On March 14, a blanket of toxic fog erupted from all sides of our decrepit station wagon, and the world around me disappeared. I steered toward what I hoped was the side of the road to call the spouse. “The wagon died,” I said, in exactly the same way I would have said, “It’s March fourteenth,” or “We need more broccoli.”
Back then, I was still in shock.
I’d already had the kids home for over a week, and though I knew I’d have them home for three more, that seemed doable.
“Maybe we can have a quiet little spring break in Tahoe,” I thought. But then we were ordered to “shelter in place.”

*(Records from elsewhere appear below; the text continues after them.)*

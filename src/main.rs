use std::net::SocketAddr;

use anyhow::Result;
use tracing::info;
use tracing_subscriber::{layer::SubscriberExt, util::SubscriberInitExt};

use lead_capture_service::{build_router, AppState, Config};

#[tokio::main]
async fn main() -> Result<()> {
    // Initialize tracing
    tracing_subscriber::registry()
        .with(
            tracing_subscriber::EnvFilter::try_from_default_env()
                .unwrap_or_else(|_| "lead_capture_service=debug,tower_http=debug".into()),
        )
        .with(tracing_subscriber::fmt::layer())
        .init();

    info!("Starting lead capture service...");

    // Load configuration
    let config = Config::from_env_and_file()?;
    info!("Configuration loaded successfully");

    // Make sure the storage directories exist before the first request
    config.storage.ensure_directories().await?;

    let state = AppState::new(config)?;
    let config = state.config.clone();

    info!("Email provider: {}", state.email.provider_name());
    info!("From email: {}", config.email.from_email);
    info!("Environment: {}", config.server.environment);
    info!(
        "Available products: {}",
        state.catalog.slugs().join(", ")
    );
    info!("CORS origin: {}", config.server.cors_origin);

    let app = build_router(state);

    let listener =
        tokio::net::TcpListener::bind(format!("{}:{}", config.server.host, config.server.port))
            .await?;
    info!(
        "Lead capture service running on {}:{}",
        config.server.host, config.server.port
    );

    axum::serve(
        listener,
        app.into_make_service_with_connect_info::<SocketAddr>(),
    )
    .with_graceful_shutdown(shutdown_signal())
    .await?;

    Ok(())
}

async fn shutdown_signal() {
    let ctrl_c = async {
        tokio::signal::ctrl_c()
            .await
            .expect("failed to install SIGINT handler");
    };

    #[cfg(unix)]
    let terminate = async {
        tokio::signal::unix::signal(tokio::signal::unix::SignalKind::terminate())
            .expect("failed to install SIGTERM handler")
            .recv()
            .await;
    };

    #[cfg(not(unix))]
    let terminate = std::future::pending::<()>();

    tokio::select! {
        _ = ctrl_c => info!("SIGINT received: shutting down"),
        _ = terminate => info!("SIGTERM received: shutting down"),
    }
}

“Now I’ll have plenty of time to find more work,” I thought. And then the economy tanked.
“Okay. This is a great opportunity to reconnect as a family,” I thought. But then the governor announced that schools may remain closed through the summer—which seems less like reconnecting and more like the tenth circle of hell.
“All right. I can catch up on some house projects I’ve been avoiding, like staining the handrail to the basement…” By that point, I’d downgraded from Hopeful to Resigned, but I was still looking for silver linings. “Maybe we can find some cool art or yoga online…or something.”
BUT THEN, THE WASHING MACHINE BROKE DOWN.
Though embarrassing to admit, that’s the moment when the enormity of the current public health crisis hit me full force. While I’ve been following the news and the new rules, I’ve been operating as if I were gathering information for an ethnographic study: “Wow. Look at how people are behaving during this moment of historical significance.” It just didn’t feel real.
*Thanks to Ellen Schatz for the post title and for being smart and funny even while the world is falling apart.